While it has diversified into automotive and data center sectors, its smartphone business continues to weigh on the company's share price.
The potential for Qualcomm (QCOM) to become a dominant force in the data center chip market remains highly uncertain. However, unlike many other speculative AI chip stocks, investors have not placed unrealistic, high-stakes bets on its success.
A glance at the stock's recent performance might suggest a different story. Since the company announced securing a major data center customer on its late April earnings call, its shares have surged over 40%, outperforming the vast majority of chip stocks during that period.
This market enthusiasm, however, is built upon a foundation of long-term underperformance. Even with this recent rally, Qualcomm's total return over the past two years is a meager 5%, while the Philadelphia Semiconductor Index has soared more than 150% in the same timeframe.
Qualcomm remains one of the most undervalued major chipmakers, trading at just over 20 times its expected earnings for the next four quarters. In stark contrast, Arm, which has also recently entered the data center chip race, trades at a forward price-to-earnings ratio of approximately 175.
Reasons for the Valuation Gap
This significant valuation gap stems from persistent market concerns over Qualcomm's heavy reliance on Apple as a customer.
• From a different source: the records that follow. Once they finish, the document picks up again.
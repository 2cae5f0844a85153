//! The weighted risk questionnaire.
//!
//! Eight mandatory fixed-choice questions, every option weighted 1–5.
//! Prompts are static — backward navigation re-presents the same text.

use crate::engine::{ChoiceOption, PromptSource, Step, StepKind};

/// Highest weight any option carries.
pub const MAX_OPTION_WEIGHT: u8 = 5;

fn question(position: usize, id: &str, prompt: &str, options: Vec<ChoiceOption>) -> Step {
    Step::new(
        position,
        id,
        PromptSource::Static(prompt.to_string()),
        StepKind::SingleChoice,
        options,
    )
}

/// Build the questionnaire script.
pub fn questionnaire() -> Vec<Step> {
    vec![
        question(
            1,
            "age",
            "What is your age?",
            vec![
                ChoiceOption::weighted("18-25", "18-25 years", 5),
                ChoiceOption::weighted("26-35", "26-35 years", 4),
                ChoiceOption::weighted("36-45", "36-45 years", 3),
                ChoiceOption::weighted("46-55", "46-55 years", 2),
                ChoiceOption::weighted("55+", "55+ years", 1),
            ],
        ),
        question(
            2,
            "investment_horizon",
            "What is your investment time horizon?",
            vec![
                ChoiceOption::weighted("less-than-1", "Less than 1 year", 1),
                ChoiceOption::weighted("1-3", "1-3 years", 2),
                ChoiceOption::weighted("3-5", "3-5 years", 3),
                ChoiceOption::weighted("5-10", "5-10 years", 4),
                ChoiceOption::weighted("more-than-10", "More than 10 years", 5),
            ],
        ),
        question(
            3,
            "risk_tolerance",
            "How would you react if your investment portfolio lost 20% of its value in a month?",
            vec![
                ChoiceOption::weighted("sell-all", "Sell all investments immediately", 1),
                ChoiceOption::weighted("sell-some", "Sell some investments", 2),
                ChoiceOption::weighted("hold", "Hold and wait for recovery", 3),
                ChoiceOption::weighted("buy-more", "Buy more while prices are low", 4),
                ChoiceOption::weighted("significantly-more", "Invest significantly more", 5),
            ],
        ),
        question(
            4,
            "income_stability",
            "How stable is your current income?",
            vec![
                ChoiceOption::weighted("very-unstable", "Very unstable", 1),
                ChoiceOption::weighted("somewhat-unstable", "Somewhat unstable", 2),
                ChoiceOption::weighted("stable", "Stable", 3),
                ChoiceOption::weighted("very-stable", "Very stable", 4),
                ChoiceOption::weighted("guaranteed", "Guaranteed (pension, etc.)", 5),
            ],
        ),
        question(
            5,
            "emergency_fund",
            "Do you have an emergency fund covering 3-6 months of expenses?",
            vec![
                ChoiceOption::weighted("no-fund", "No emergency fund", 1),
                ChoiceOption::weighted("partial", "Partial emergency fund", 2),
                ChoiceOption::weighted("adequate", "Adequate emergency fund", 3),
                ChoiceOption::weighted("substantial", "Substantial emergency fund", 4),
                ChoiceOption::weighted("extensive", "Extensive emergency fund", 5),
            ],
        ),
        question(
            6,
            "investment_experience",
            "What is your investment experience?",
            vec![
                ChoiceOption::weighted("none", "No investment experience", 1),
                ChoiceOption::weighted("limited", "Limited experience", 2),
                ChoiceOption::weighted("moderate", "Moderate experience", 3),
                ChoiceOption::weighted("extensive", "Extensive experience", 4),
                ChoiceOption::weighted("professional", "Professional investor", 5),
            ],
        ),
        question(
            7,
            "investment_goals",
            "What is your primary investment goal?",
            vec![
                ChoiceOption::weighted("preservation", "Capital preservation", 1),
                ChoiceOption::weighted("income", "Generate income", 2),
                ChoiceOption::weighted("balanced", "Balanced growth and income", 3),
                ChoiceOption::weighted("growth", "Long-term growth", 4),
                ChoiceOption::weighted("aggressive", "Aggressive growth", 5),
            ],
        ),
        question(
            8,
            "debt_level",
            "What is your current debt level (excluding mortgage)?",
            vec![
                ChoiceOption::weighted("high", "High debt level", 1),
                ChoiceOption::weighted("moderate", "Moderate debt level", 2),
                ChoiceOption::weighted("low", "Low debt level", 3),
                ChoiceOption::weighted("minimal", "Minimal debt", 4),
                ChoiceOption::weighted("none", "No debt", 5),
            ],
        ),
    ]
}
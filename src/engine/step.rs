//! Step and prompt primitives for elicitation scripts.

use serde::{Deserialize, Serialize};

use crate::engine::answer::AnswerSheet;

/// How a step accepts input.
#[derive(Debug, Clone, Copy, PartialEq, Eq, Serialize, Deserialize)]
#[serde(rename_all = "snake_case")]
pub enum StepKind {
    /// Any non-empty text is accepted.
    FreeText,
    /// Exactly one of the step's options; re-submitting overwrites.
    SingleChoice,
    /// One option per submission; values accumulate across submissions
    /// rather than overwriting.
    MultiChoice,
}

/// One selectable choice within a fixed-choice step.
#[derive(Debug, Clone, PartialEq, Eq, Serialize, Deserialize)]
pub struct ChoiceOption {
    /// Stable identifier submitted as the answer value.
    pub value: String,
    /// Display label.
    pub label: String,
    /// Scoring weight in [1,5] for weighted questionnaires.
    #[serde(default, skip_serializing_if = "Option::is_none")]
    pub weight: Option<u8>,
}

impl ChoiceOption {
    pub fn new(value: impl Into<String>, label: impl Into<String>) -> Self {
        Self {
            value: value.into(),
            label: label.into(),
            weight: None,
        }
    }

    pub fn weighted(value: impl Into<String>, label: impl Into<String>, weight: u8) -> Self {
        Self {
            value: value.into(),
            label: label.into(),
            weight: Some(weight),
        }
    }
}

/// Where a step's prompt text comes from.
pub enum PromptSource {
    /// Fixed wording.
    Static(String),
    /// Rendered from the answers collected so far. The engine renders
    /// dynamic prompts when it advances onto the step, never lazily, so
    /// the emitted text always reflects the latest answers.
    Dynamic(Box<dyn Fn(&AnswerSheet) -> String + Send + Sync>),
}

impl std::fmt::Debug for PromptSource {
    fn fmt(&self, f: &mut std::fmt::Formatter<'_>) -> std::fmt::Result {
        match self {
            Self::Static(text) => f.debug_tuple("Static").field(text).finish(),
            Self::Dynamic(_) => f.write_str("Dynamic(..)"),
        }
    }
}

/// One question unit in an elicitation script.
#[derive(Debug)]
pub struct Step {
    /// 1-based position in the script. Positions are unique and
    /// contiguous.
    pub position: usize,
    /// Stable identifier, e.g. `"age"` or `"risk_tolerance"`.
    pub id: String,
    pub kind: StepKind,
    /// Selectable options. Empty for free-form steps.
    pub options: Vec<ChoiceOption>,
    prompt: PromptSource,
    /// Cached prompt text. Static prompts are cached at construction;
    /// dynamic ones when the engine advances onto the step.
    rendered: Option<String>,
}

impl Step {
    pub fn new(
        position: usize,
        id: impl Into<String>,
        prompt: PromptSource,
        kind: StepKind,
        options: Vec<ChoiceOption>,
    ) -> Self {
        let rendered = match &prompt {
            PromptSource::Static(text) => Some(text.clone()),
            PromptSource::Dynamic(_) => None,
        };
        Self {
            position,
            id: id.into(),
            kind,
            options,
            prompt,
            rendered,
        }
    }

    /// The cached prompt text. Empty until the engine has rendered the
    /// step.
    pub fn prompt_text(&self) -> &str {
        self.rendered.as_deref().unwrap_or("")
    }

    /// Whether submissions accumulate instead of overwriting.
    pub fn is_accumulating(&self) -> bool {
        self.kind == StepKind::MultiChoice
    }

    /// Look up an option by its identifier.
    pub fn option(&self, value: &str) -> Option<&ChoiceOption> {
        self.options.iter().find(|o| o.value == value)
    }

    /// (Re-)render the prompt against the answers collected so far.
    pub(crate) fn render(&mut self, answers: &AnswerSheet) {
        if let PromptSource::Dynamic(build) = &self.prompt {
            self.rendered = Some(build(answers));
        }
    }

    /// Drop a dynamic prompt's cached text. Static prompts keep theirs.
    pub(crate) fn clear_rendered(&mut self) {
        if matches!(self.prompt, PromptSource::Dynamic(_)) {
            self.rendered = None;
        }
    }
}

/// Read-only projection of the current step for rendering.
#[derive(Debug, Clone, Serialize)]
pub struct CurrentPrompt {
    /// 1-based step position.
    pub step: usize,
    pub text: String,
    /// Empty for free-form steps.
    pub options: Vec<ChoiceOption>,
}

impl CurrentPrompt {
    pub(crate) fn of(step: &Step) -> Self {
        Self {
            step: step.position,
            text: step.prompt_text().to_string(),
            options: step.options.clone(),
        }
    }
}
Wall Street has largely pigeonholed the company as a mobile chip supplier, overlooking the value of its other business segments.
The San Diego-based company is a leader in setting the communication standards that connect mobile devices to networks. Its latest quarterly report shows that 57% of its revenue still comes from handset sales.
The outlook for the smartphone industry is currently challenging. IDC predicts global smartphone shipments will decline by 14% this year, impacted by AI computing demands diverting memory chip capacity and shortages of other handset components.
Even before the memory chip shortage, smartphone market growth had stalled, with annual sales increases limited to single digits. The market is saturated, and on-device AI features have not provided a significant boost to sales.
The impending loss of Apple as a major customer also continues to pressure Qualcomm's stock. For years, Qualcomm has supplied modem chips for iPhones, a business analysts estimate was worth over $5 billion annually, accounting for roughly 11% of revenue last fiscal year. Apple is now phasing out Qualcomm modems in favor of its own designs. Qualcomm expects hardware revenue from Apple to fall to zero following the launch of new iPhone models this autumn.
Strategic Diversification Efforts
In recent years, Qualcomm has proactively pursued a diversification strategy to reduce its dependence on the handset market. Since Cristiano Amon became CEO in 2021, the company has expanded into several new growth areas, which are now beginning to contribute to stable, high-growth revenue streams.
A primary focus of Amon's strategy is the automotive chip sector, capitalizing on demand for hardware related to vehicle connectivity and autonomous driving.
In 2022, Qualcomm acquired Swedish auto parts maker Veoneer, divesting non-autonomous driving assets to focus on automotive cockpit and driver-assistance technology. In the latest quarter, its automotive revenue reached $1.3 billion, up sharply from $240 million five years ago.
While S&P Global forecasts flat global new car sales this year, Qualcomm's automotive business is expected to continue growing due to increasing chip content per vehicle and market share gains. Analysts project the segment's revenue will grow approximately 45% year-over-year in the fiscal quarter ending in June.
Amon has also led Qualcomm's expansion into other areas. Its Internet of Things chip business generated $1.7 billion in revenue last quarter, a 9% increase. Leveraging technology from its 2021 acquisition of startup NUVIA, personal computers powered by the company's latest processors have been launched in recent years.
Venturing into AI Data Center Chips
Amon's latest strategic bet is on AI chips for data centers. Qualcomm is a late entrant to this field, where NVIDIA holds a dominant, seemingly unassailable position.
However, if the AI industry boom persists, Qualcomm still has an opportunity to carve out a niche. The explosive growth of autonomous AI agents has significantly increased demand for high-performance central processing units, a market Qualcomm's products can address. The company is already producing AI inference chips designed to accelerate the deployment of various AI models.
Using technology gained from last year's acquisition of Alphawave, Qualcomm has secured an agreement to supply custom AI chips to a major technology company. Amon revealed in April that shipments of these custom chips would begin later this year, with more details to be shared at an upcoming investor briefing.
At a time when the AI frenzy has inflated the valuations of most chip companies, Qualcomm stands out as a rare value investment in the semiconductor sector, supported by its diversified business portfolio.